Варя не спросила адрес. Она не могла его знать. Он надеялся, что спохватится, перезвонит по мобильному, из машины. Но время шло, а телефон молчал. Бородин сел за чистый кухонный стол, схватил первую попавшуюся газету, принялся сосредоточенно читать какой-то бред об энергетических вампирах.
«Как она узнала адрес? – думал Илья Никитич, скользя глазами по газетным строкам. – Зачем он ей мог понадобиться? И почему не сочла нужным скрыть это? Просто не подумала? Не успела сообразить?»
Варя Богданова соображала ясно и быстро, сначала думала, потом говорила, а не наоборот. Она была очень эмоциональна, но не шла на поводу у своих эмоций. Если принимала решение, то почти никогда его не меняла. Если врала, то всегда понимала зачем и потом не путалась в своем вранье. Бородин знал ее пять лет. Она проходила потерпевшей по делу сексуального маньяка Тенаяна, которое вел Илья Никитич.
Тенаян знакомился на улице с несовершеннолетними девочками, представлялся кинорежиссером, предлагал сниматься в кино, приглашал к себе домой для фотопроб, добавлял снотворное в кофе, держал у себя несколько дней, насиловал, развлекался, как хотел. Потом, пресытившись, увозил очередную жертву, напичканную психотропными лекарствами, куда-нибудь подальше от своего дома и оставлял умирать. Варя Богданова чудом уцелела, сумела запомнить, где находится квартира, и привела туда оперативников. Маньяк был взят с поличным.
Единственная свидетельница, семнадцатилетняя Варя, держалась на суде удивительно спокойно и мужественно, четко, без всяких эмоций давала показания. Потом, когда за ней начали охотиться «желтые» журналисты, она пыталась покончить с собой, бросилась в ледяную Москву-реку, но по счастливой случайности была спасена капитаном милиции, влюбилась в своего спасителя и прожила с ним примерно год.
Капитан, существо жестокое и ничтожное, находился в подчинении у матерого рецидивиста, вора в законе по кличке Пныря. В один прекрасный день вор увидел Варю у капитана дома и решил использовать синеглазую красавицу для собственных нужд. А главной его нуждой на тот момент была коллекция ювелирного антиквариата, принадлежавшая влиятельному чиновнику, заместителю министра финансов Дмитрию Владимировичу Мальцеву.

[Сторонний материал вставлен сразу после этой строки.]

impl JobRegistry {
    /// Creates an empty registry.
    #[must_use]
    pub fn new() -> Self {
        Self::default()
    }

    /// Stores a new open job and returns its id.
    ///
    /// Text fields are validated by the caller against the configured limits;
    /// this checks the numeric rules.
    ///
    /// # Errors
    ///
    /// Returns [`MarketError::InvalidParameter`] if the budget is zero or the
    /// deadline is not after `height`.
    pub fn create(&mut self, job: NewJob, height: Height) -> Result<JobId> {
        if job.budget.is_zero() {
            return Err(MarketError::invalid_parameter("budget", "must be greater than 0"));
        }
        if job.deadline <= height {
            return Err(MarketError::invalid_parameter(
                "deadline",
                format!("{} is not after current height {height}", job.deadline),
            ));
        }

        let id = JobId::new(self.next_id);
        self.next_id += 1;
        self.jobs.insert(
            id,
            Job {
                id,
                creator: job.creator,
                title: job.title,
                description: job.description,
                budget: job.budget,
                deadline: job.deadline,
                created_at: height,
                status: JobStatus::Open,
                accepted_proposal: None,
                escrowed: Amount::ZERO,
                cancellation_approved: false,
                proposal_count: 0,
            },
        );
        Ok(id)
    }

    /// Gets a job by id.
    ///
    /// # Errors
    ///
    /// Returns [`MarketError::JobNotFound`] for unknown ids.
    pub fn get(&self, id: JobId) -> Result<&Job> {
        self.jobs.get(&id).ok_or(MarketError::JobNotFound(id))
    }

    pub(crate) fn get_mut(&mut self, id: JobId) -> Result<&mut Job> {
        self.jobs.get_mut(&id).ok_or(MarketError::JobNotFound(id))
    }

    /// Moves a job to `target`, checking authority and the state machine.
    ///
    /// Cancellation must come from the creator, expiry from a keeper, and
    /// acceptance or completion from the controller.
    ///
    /// # Errors
    ///
    /// Returns [`MarketError::Unauthorized`] for the wrong authority and
    /// [`MarketError::InvalidTransition`] for a transition the state machine
    /// does not allow.
    pub fn transition(&mut self, id: JobId, target: JobStatus, by: Authority<'_>) -> Result<()> {
        let job = self.get_mut(id)?;

        match (target, by) {
            (JobStatus::Cancelled, Authority::Caller(caller)) if job.is_creator(caller) => {}
            (JobStatus::Cancelled, Authority::Caller(caller)) => {
                return Err(MarketError::unauthorized(caller, "cancel this job"));
            }
            (JobStatus::Expired, Authority::Keeper)
            | (JobStatus::ProposalAccepted | JobStatus::Completed, Authority::Controller) => {}
            (_, Authority::Caller(caller)) => {
                return Err(MarketError::unauthorized(caller, "drive this transition"));
            }
            (target, _) => {
                return Err(MarketError::invalid_transition(job.status, target));
            }
        }

        if !job.status.can_transition_to(&target) {
            return Err(MarketError::invalid_transition(job.status, target));
        }
        job.status = target;
        Ok(())
    }

    /// Number of jobs ever created.
    #[must_use]
    pub fn len(&self) -> usize {
        self.jobs.len()
    }

    /// Returns true if no job has been created.
    #[must_use]
    pub fn is_empty(&self) -> bool {
        self.jobs.is_empty()
    }

    /// Iterate over jobs in id order.
    pub fn iter(&self) -> impl Iterator<Item = &Job> {
        self.jobs.values()
    }

    /// The id the next created job will receive.
    #[must_use]
    pub const fn next_id(&self) -> JobId {
        JobId::new(self.next_id)
    }

    /// Rebuild a registry from persisted records.
    pub(crate) fn from_parts(jobs: Vec<Job>, next_id: u64) -> Result<Self> {
        let mut registry = Self {
            jobs: BTreeMap::new(),
            next_id,
        };
        for job in jobs {
            if job.id.get() >= next_id {
                return Err(MarketError::CorruptState(format!(
                    "job {} is beyond the id counter {next_id}",
                    job.id
                )));
            }
            if registry.jobs.insert(job.id, job).is_some() {
                return Err(MarketError::CorruptState("duplicate job id".to_string()));
            }
        }
        Ok(registry)
    }
}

Вор не собирался просто грабить заместителя министра. Это было сложно, рискованно, а главное, неразумно. Коллекция постоянно пополнялась новыми экспонатами, один другого дороже и прекрасней. Вор решил внедрить в близкое окружение Мальцева своего человека, и лучшей кандидатурой оказалась Варя.
Капитан вору не возражал, Варе напомнил, что однажды он спас ей жизнь, вытащив из ледяной воды, и теперь она обязана отплатить ему тем же, накупил ей дорогих шмоток, на своей машине отвез в подмосковный дом отдыха и показал по карте, по какому маршруту она должна бегать каждое утро, чтобы встретиться с Мальцевым, заядлым бегуном.
Чиновник к тому времени как раз расстался со своей второй женой и жил один. Ему стукнуло пятьдесят шесть, но держался он молодцом, был крепок, энергичен. Встретив однажды утром в лесу юную красавицу с ярко-синими глазами и черными, блестящими, как тяжелый шелк, волосами, он не заподозрил ничего дурного.
С тех пор прошло три с половиной года. Дмитрий Владимирович женился на Варе, любил ее без памяти, баловал, ни в чем ей не отказывал. Варя вначале едва терпела нежности Мальцева, но не заметила, как расчет и брезгливость смягчились и растаяли без следа. Она привыкла к Мальцеву, благодарность переросла в привязанность. Возможно, она даже любила его по-своему и вполне могла бы стать счастливой, жить в свое удовольствие, если бы ей не приходилось общаться со старым вором Пнырей и докладывать ему подробно о Мальцеве абсолютно все. Для вора влиятельный чиновник был чем-то вроде фарфоровой свиньи-копилки. Варя знала, как только вор решит, что копилка полна, он разобьет ее.
К счастью, вор не торопился. Он считал коллекцию своей собственностью, не сомневался, что никуда эти сокровища не денутся, время работает на него, и пусть пока заместитель министра тащит в свой сейф бесценные экспонаты, зачем спешить? Все держалось на жадности старого вора – жизнь Дмитрия Владимировича, Варина жизнь. Был у Мальцева еще и родной брат, Павел Владимирович, доктор искусствоведения, такой же фанатик ювелирного антиквариата, и само собой разумелось, что он тоже не останется в живых, когда Пныря сочтет нужным забрать коллекцию себе.
Могло пройти еще несколько лет, и кто знает, возможно, Пныря просто скончается прежде, чем решит присвоить коллекцию. В глубине души Варя надеялась именно на такой исход. Однако катастрофа могла произойти значительно раньше. Если бы Мальцев узнал, какие функции на самом деле выполняет при нем красавица жена, он, конечно, моментально расстался бы с ней. Но это еще полбеды. Пныря не прощал провалов, и как только человек переставал быть ему полезен, он исчезал.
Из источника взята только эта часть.